Chrysler could find lessons in Iacocca's crisis management




By David Goodman
The Associated Press

        DETROIT — It took all the charm Lee Iacocca could muster to win a $1.5 billion federal bailout and keep Chrysler Corp. from bankruptcy in 1978. Now a new financial crisis threatens Chrysler, a unit of Germany's DaimlerChrysler AG, after what was to have been a “merger of equals” two years ago.

        It will take shrewd leadership and strong new products for Chrysler to survive the auto industry's continu- ing consolidation and brutal global competition, some experts say.

        “It's a serious problem. It's not necessarily a fatal one, but it could become one if they don't do something on an urgent basis,” said David Cole, director of the Center for Automotive Research at the Environmental Research Institute of Michigan.

        “There's nothing to get your attention focused like your impending hanging,” Mr. Cole said.

        Chrysler has known hard times before.

        The smallest of the Big Three U.S. automakers, it was caught unprepared in the 1970s by high gasoline prices and the public's shift to small cars.

        Chrysler's board turned to Mr. Iacocca, former president of Ford Motor Co., in 1978. He negotiated a bailout package that included plant closings and layoffs,

        worker concessions and federal loan guarantees.
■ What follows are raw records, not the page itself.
//! Application state (Model in TEA pattern)

use std::path::PathBuf;

use marquee_core::Catalog;

use crate::config::Settings;
use crate::dashboard::Dashboard;
use crate::table_view::TableView;
use crate::tooltip::TooltipController;

/// Application lifecycle.
///
/// `Init` until the dataset arrives, `Loaded` once the dashboard is built,
/// `Interactive` once the controls accept input.
#[derive(Debug, Clone, Copy, PartialEq, Eq, Default)]
pub enum AppPhase {
    #[default]
    Init,
    Loaded,
    Interactive,
    Quitting,
}

/// Current UI mode
#[derive(Debug, Clone, Copy, PartialEq, Eq, Default)]
pub enum UiMode {
    #[default]
    Normal,
    /// Typing into the search box
    SearchInput,
}

/// One of the four chart panels.
#[derive(Debug, Clone, Copy, PartialEq, Eq)]
pub enum ChartSlot {
    TopFilms,
    Directors,
    OverTime,
    Countries,
}

impl ChartSlot {
    pub const ALL: [ChartSlot; 4] = [
        ChartSlot::TopFilms,
        ChartSlot::Directors,
        ChartSlot::OverTime,
        ChartSlot::Countries,
    ];

    pub fn index(self) -> usize {
        match self {
            ChartSlot::TopFilms => 0,
            ChartSlot::Directors => 1,
            ChartSlot::OverTime => 2,
            ChartSlot::Countries => 3,
        }
    }
}

/// Which panel receives navigation keys.
#[derive(Debug, Clone, Copy, PartialEq, Eq, Default)]
pub enum Focus {
    #[default]
    Table,
    Chart(ChartSlot),
}

impl Focus {
    pub fn next(self) -> Focus {
        match self {
            Focus::Table => Focus::Chart(ChartSlot::TopFilms),
            Focus::Chart(ChartSlot::TopFilms) => Focus::Chart(ChartSlot::Directors),
            Focus::Chart(ChartSlot::Directors) => Focus::Chart(ChartSlot::OverTime),
            Focus::Chart(ChartSlot::OverTime) => Focus::Chart(ChartSlot::Countries),
            Focus::Chart(ChartSlot::Countries) => Focus::Table,
        }
    }

    pub fn prev(self) -> Focus {
        match self {
            Focus::Table => Focus::Chart(ChartSlot::Countries),
            Focus::Chart(ChartSlot::TopFilms) => Focus::Table,
            Focus::Chart(ChartSlot::Directors) => Focus::Chart(ChartSlot::TopFilms),
            Focus::Chart(ChartSlot::OverTime) => Focus::Chart(ChartSlot::Directors),
            Focus::Chart(ChartSlot::Countries) => Focus::Chart(ChartSlot::OverTime),
        }
    }
}

/// Screen rectangle recorded by the renderer for pointer hit-testing.
#[derive(Debug, Clone, Copy, PartialEq, Eq, Default)]
pub struct Region {
    pub x: u16,
    pub y: u16,
    pub width: u16,
    pub height: u16,
}

impl Region {
    pub fn new(x: u16, y: u16, width: u16, height: u16) -> Self {
        Self {
            x,
            y,
            width,
            height,
        }
    }

    pub fn contains(&self, column: u16, row: u16) -> bool {
        column >= self.x
            && row >= self.y
            && u32::from(column) < u32::from(self.x) + u32::from(self.width)
            && u32::from(row) < u32::from(self.y) + u32::from(self.height)
    }
}

/// Where each interactive element was last drawn.
#[derive(Debug, Clone, Copy, PartialEq, Eq, Default)]
pub struct ScreenRegions {
    /// Table rows, excluding the header
    pub table_body: Region,
    pub search_box: Region,
    pub sort_year_button: Region,
    pub sort_box_office_button: Region,
    /// Indexed by [`ChartSlot::index`]
    pub charts: [Region; 4],
}

/// Complete application state (the Model in TEA)
#[derive(Debug)]
pub struct AppState {
    pub phase: AppPhase,
    pub ui_mode: UiMode,

    pub dataset_path: PathBuf,
    pub settings: Settings,

    /// Every loaded film; empty until the load completes
    pub catalog: Catalog,
    /// Stats and charts, built once per load
    pub dashboard: Option<Dashboard>,
    /// Set while the load task is running
    pub loading: bool,
    /// Load failure shown in the status line
    pub load_error: Option<String>,

    pub table: TableView,
    pub tooltip: TooltipController,

    pub focus: Focus,
    /// Selected point per chart, indexed by [`ChartSlot::index`]
    pub chart_cursor: [usize; 4],

    /// Search text when search input began, restored on cancel
    pub search_before_edit: Option<String>,

    pub regions: ScreenRegions,
    /// Last pointer position, used to re-hit-test after scrolling
    pub last_pointer: Option<(u16, u16)>,

    /// One-line feedback, e.g. an activated chart point
    pub status_message: Option<String>,
}

impl AppState {
    pub fn new(dataset_path: PathBuf, settings: Settings) -> Self {
        let tooltip = TooltipController::new(settings.tooltip.max_width, settings.tooltip.gap);
        Self {
            phase: AppPhase::Init,
            ui_mode: UiMode::Normal,
            dataset_path,
            settings,
            catalog: Catalog::default(),
            dashboard: None,
            loading: false,
            load_error: None,
            table: TableView::new(),
            tooltip,
            focus: Focus::Table,
            chart_cursor: [0; 4],
            search_before_edit: None,
            regions: ScreenRegions::default(),
            last_pointer: None,
            status_message: None,
        }
    }

    pub fn should_quit(&self) -> bool {
        self.phase == AppPhase::Quitting
    }

    pub fn is_interactive(&self) -> bool {
        self.phase == AppPhase::Interactive
    }

    /// Install a freshly loaded catalog and rebuild everything derived from it.
    pub fn install_catalog(&mut self, catalog: Catalog) {
        self.dashboard = Some(Dashboard::build(&catalog, self.settings.chart_options()));
        self.catalog = catalog;
        self.table.rebuild(&self.catalog);
        self.tooltip.hide();
        self.chart_cursor = [0; 4];
        self.loading = false;
        self.load_error = None;
        self.phase = AppPhase::Loaded;
    }

    /// Number of points in a chart, 0 before the dashboard exists.
    pub fn chart_len(&self, slot: ChartSlot) -> usize {
        self.dashboard
            .as_ref()
            .map(|d| d.chart(slot).len())
            .unwrap_or(0)
    }

    /// Selected point of a chart, clamped to its length.
    pub fn selected_point(&self, slot: ChartSlot) -> Option<usize> {
        let len = self.chart_len(slot);
        (len > 0).then(|| self.chart_cursor[slot.index()].min(len - 1))
    }
}

#[cfg(test)]
mod tests {
    use super::*;
    use marquee_core::FilmRecord;

    #[test]
    fn test_focus_cycle_round_trips() {
        let mut focus = Focus::Table;
        for _ in 0..5 {
            focus = focus.next();
        }
        assert_eq!(focus, Focus::Table);
        assert_eq!(Focus::Table.prev(), Focus::Chart(ChartSlot::Countries));
        assert_eq!(Focus::Table.next().prev(), Focus::Table);
    }

    #[test]
    fn test_region_contains() {
        let region = Region::new(2, 3, 4, 2);
        assert!(region.contains(2, 3));
        assert!(region.contains(5, 4));
        assert!(!region.contains(6, 4));
        assert!(!region.contains(5, 5));
        assert!(!region.contains(1, 3));
        assert!(!Region::default().contains(0, 0));
    }

    #[test]
    fn test_new_state_is_init() {
        let state = AppState::new(PathBuf::from("films.json"), Settings::default());
        assert_eq!(state.phase, AppPhase::Init);
        assert!(state.dashboard.is_none());
        assert!(state.table.is_empty());
        assert_eq!(state.selected_point(ChartSlot::TopFilms), None);
    }

    #[test]
    fn test_install_catalog_moves_to_loaded() {
        let mut state = AppState::new(PathBuf::from("films.json"), Settings::default());
        state.loading = true;
        state.install_catalog(Catalog::new(vec![
            FilmRecord::new("A", "X").with_box_office(1.0),
            FilmRecord::new("B", "Y").with_box_office(2.0),
        ]));
        assert_eq!(state.phase, AppPhase::Loaded);
        assert!(!state.loading);
        assert_eq!(state.table.len(), 2);
        assert_eq!(state.chart_len(ChartSlot::TopFilms), 2);
        assert_eq!(state.selected_point(ChartSlot::TopFilms), Some(0));
    }
}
        The company introduced K-cars, the Plymouth Reliant and Dodge Aries, front-wheel drive midsize cars with fuel-efficient engines, and minivans, which quickly replaced the station wagon as the family vehicle of preference.

        In 1983, it paid back guaranteed loans seven years early.

        But as trade barriers fell, competition became tougher than ever in the 1990s, and companies began to seek advantage through mergers and acquisitions, Mr. Cole said.

        Among those consolidations was the creation of DaimlerChrysler through the merger of Chrysler with Germany's Daimler-Benz AG in 1998.

        The new German-led company did not stop there, recently buying large stakes in Japan's Mitsubishi and South Korea's Hyundai. But the Mitsubishi and Hyundai acquisitions were a “tremendous drain on cash, as well as on management attention,” Mr. Cole said.

        Doug Fraser, former United Auto Workers president, said comparisons with Chrysler's brush with bankruptcy two decades ago are unwarranted.

        “This situation is not nearly as difficult as it was in 1979, '80 and '81,” he said.

        In the long run, what matters most is Chrysler's ability to develop and make vehicles that people want to buy, said analyst David Garrity of Dresdner Kleinwort Benson in New York.

        Chrysler will survive, but not necessarily in its present form as a unit of DaimlerChrysler, Mr. Cole predicted. DaimlerChrysler has denied it plans to unload Chrysler.

        If consumer confidence rebounds as a result of interest rate and tax cuts, Chrysler could emerge healthy and profitable, he said.

        “If it continues to fall, we've got a real problem,” he said.